Provided data:
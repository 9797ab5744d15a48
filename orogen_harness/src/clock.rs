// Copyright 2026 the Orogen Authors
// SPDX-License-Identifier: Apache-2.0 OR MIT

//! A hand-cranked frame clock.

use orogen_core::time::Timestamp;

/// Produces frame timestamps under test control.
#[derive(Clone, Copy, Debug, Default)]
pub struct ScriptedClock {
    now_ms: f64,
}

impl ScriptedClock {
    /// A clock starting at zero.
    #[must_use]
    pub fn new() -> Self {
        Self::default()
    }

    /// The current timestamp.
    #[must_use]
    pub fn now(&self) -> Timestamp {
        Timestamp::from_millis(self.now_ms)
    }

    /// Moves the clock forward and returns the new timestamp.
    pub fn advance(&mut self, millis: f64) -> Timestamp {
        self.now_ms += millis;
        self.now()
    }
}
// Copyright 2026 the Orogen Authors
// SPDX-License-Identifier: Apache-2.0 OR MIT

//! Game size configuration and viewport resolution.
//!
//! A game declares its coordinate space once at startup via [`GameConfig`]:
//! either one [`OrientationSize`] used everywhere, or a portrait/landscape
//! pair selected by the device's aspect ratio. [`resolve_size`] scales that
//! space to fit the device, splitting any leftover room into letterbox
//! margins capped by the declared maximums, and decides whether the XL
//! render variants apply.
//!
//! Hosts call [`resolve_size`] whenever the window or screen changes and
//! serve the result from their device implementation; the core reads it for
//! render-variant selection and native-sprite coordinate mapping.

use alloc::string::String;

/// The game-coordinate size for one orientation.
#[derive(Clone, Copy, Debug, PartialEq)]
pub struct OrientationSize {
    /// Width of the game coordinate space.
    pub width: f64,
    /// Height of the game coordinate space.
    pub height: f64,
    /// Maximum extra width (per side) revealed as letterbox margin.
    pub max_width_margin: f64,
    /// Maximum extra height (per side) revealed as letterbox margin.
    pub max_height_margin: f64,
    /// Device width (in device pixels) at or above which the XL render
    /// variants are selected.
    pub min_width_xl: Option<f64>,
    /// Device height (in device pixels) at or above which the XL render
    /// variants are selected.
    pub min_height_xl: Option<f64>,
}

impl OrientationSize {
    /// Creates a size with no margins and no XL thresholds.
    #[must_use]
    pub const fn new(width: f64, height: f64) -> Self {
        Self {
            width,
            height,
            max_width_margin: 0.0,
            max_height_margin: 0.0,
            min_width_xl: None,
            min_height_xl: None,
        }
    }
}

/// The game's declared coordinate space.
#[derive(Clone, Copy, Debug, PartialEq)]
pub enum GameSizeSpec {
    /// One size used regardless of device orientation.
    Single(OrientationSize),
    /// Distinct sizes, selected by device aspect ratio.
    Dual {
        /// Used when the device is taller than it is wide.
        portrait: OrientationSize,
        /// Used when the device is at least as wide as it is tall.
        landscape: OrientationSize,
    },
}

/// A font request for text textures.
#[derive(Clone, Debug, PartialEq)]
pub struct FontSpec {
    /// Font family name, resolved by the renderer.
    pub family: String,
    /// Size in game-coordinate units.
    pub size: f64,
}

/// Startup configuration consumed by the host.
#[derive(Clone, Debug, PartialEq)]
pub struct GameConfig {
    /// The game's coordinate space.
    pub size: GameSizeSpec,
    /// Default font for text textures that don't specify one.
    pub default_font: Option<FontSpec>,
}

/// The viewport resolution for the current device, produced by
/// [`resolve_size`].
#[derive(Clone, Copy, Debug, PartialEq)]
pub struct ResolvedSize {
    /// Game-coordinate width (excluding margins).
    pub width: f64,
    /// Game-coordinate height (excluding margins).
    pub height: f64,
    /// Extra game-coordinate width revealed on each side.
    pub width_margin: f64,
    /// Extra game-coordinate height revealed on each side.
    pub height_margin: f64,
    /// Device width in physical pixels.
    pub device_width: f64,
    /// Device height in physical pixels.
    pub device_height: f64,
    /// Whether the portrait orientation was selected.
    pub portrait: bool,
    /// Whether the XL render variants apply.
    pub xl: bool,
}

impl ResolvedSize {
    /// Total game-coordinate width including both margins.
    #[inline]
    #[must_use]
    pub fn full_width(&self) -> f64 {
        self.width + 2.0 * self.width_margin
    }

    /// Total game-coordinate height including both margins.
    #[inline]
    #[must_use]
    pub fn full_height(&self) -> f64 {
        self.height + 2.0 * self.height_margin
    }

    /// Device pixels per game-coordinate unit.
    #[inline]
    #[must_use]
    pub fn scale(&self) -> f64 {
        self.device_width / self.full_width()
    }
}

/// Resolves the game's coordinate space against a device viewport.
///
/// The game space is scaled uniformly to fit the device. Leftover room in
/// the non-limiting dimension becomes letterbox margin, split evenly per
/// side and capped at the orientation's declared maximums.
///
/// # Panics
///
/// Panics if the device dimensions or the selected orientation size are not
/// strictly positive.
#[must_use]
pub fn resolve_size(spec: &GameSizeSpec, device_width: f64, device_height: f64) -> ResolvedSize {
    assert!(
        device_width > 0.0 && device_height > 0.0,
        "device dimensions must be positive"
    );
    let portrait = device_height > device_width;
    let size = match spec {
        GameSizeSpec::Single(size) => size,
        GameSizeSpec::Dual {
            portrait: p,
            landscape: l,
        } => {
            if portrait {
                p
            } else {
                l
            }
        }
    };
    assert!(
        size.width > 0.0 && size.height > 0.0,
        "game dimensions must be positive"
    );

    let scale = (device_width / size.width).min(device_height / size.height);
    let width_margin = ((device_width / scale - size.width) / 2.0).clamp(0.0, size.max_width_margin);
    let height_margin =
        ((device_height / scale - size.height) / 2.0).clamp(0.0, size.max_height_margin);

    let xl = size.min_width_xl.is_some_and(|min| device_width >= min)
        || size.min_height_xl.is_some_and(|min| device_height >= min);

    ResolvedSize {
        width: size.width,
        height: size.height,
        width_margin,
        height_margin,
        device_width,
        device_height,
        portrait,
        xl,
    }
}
--
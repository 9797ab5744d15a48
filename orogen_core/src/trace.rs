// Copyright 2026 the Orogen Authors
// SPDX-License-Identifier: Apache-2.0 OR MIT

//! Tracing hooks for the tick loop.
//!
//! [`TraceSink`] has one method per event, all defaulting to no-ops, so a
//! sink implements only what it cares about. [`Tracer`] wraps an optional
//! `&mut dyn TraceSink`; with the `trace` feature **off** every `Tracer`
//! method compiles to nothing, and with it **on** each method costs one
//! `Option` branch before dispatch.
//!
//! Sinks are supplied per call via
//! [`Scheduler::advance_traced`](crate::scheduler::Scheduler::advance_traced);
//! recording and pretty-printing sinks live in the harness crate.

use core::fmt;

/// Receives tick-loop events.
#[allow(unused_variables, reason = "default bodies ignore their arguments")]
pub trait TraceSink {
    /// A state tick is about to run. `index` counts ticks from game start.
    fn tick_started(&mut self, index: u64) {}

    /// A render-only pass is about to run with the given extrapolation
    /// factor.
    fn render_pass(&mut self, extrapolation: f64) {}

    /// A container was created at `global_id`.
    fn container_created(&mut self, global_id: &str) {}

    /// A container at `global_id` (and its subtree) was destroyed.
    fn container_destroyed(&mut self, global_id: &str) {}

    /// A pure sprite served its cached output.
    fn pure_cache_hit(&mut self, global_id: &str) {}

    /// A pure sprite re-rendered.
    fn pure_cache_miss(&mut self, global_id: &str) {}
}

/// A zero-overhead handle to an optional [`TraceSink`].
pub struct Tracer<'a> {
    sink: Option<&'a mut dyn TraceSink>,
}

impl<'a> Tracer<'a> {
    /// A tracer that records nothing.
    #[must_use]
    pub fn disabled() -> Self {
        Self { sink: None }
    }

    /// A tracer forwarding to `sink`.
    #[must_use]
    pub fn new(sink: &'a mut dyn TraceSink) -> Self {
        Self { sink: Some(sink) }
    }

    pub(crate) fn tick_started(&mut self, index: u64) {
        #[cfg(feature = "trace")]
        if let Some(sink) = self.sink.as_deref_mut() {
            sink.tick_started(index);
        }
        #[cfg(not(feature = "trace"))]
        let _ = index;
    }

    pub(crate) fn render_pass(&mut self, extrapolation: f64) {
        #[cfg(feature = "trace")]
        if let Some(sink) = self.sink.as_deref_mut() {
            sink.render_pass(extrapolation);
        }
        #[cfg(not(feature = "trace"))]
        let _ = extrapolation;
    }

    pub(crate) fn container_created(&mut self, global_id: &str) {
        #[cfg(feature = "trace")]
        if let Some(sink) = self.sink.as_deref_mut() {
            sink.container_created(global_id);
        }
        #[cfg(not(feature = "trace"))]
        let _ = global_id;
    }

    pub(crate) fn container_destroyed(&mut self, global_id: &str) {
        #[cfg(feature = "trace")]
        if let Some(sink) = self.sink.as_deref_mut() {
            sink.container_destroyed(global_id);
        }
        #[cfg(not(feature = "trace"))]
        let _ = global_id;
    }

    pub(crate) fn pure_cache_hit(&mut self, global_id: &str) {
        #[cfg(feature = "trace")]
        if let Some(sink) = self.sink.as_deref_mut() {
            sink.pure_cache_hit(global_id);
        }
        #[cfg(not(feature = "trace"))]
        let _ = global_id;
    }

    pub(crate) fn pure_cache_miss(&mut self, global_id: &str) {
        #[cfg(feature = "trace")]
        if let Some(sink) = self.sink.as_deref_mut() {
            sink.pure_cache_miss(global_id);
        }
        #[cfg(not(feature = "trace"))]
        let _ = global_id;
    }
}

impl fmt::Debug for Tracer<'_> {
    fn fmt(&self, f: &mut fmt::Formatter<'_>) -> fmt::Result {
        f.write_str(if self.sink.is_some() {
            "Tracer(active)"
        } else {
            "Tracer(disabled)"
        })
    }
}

Your assignment: Find every line above where the word "physical" occurs, and copy that line.

Answer section:
    /// Device width in physical pixels.
    /// Device height in physical pixels.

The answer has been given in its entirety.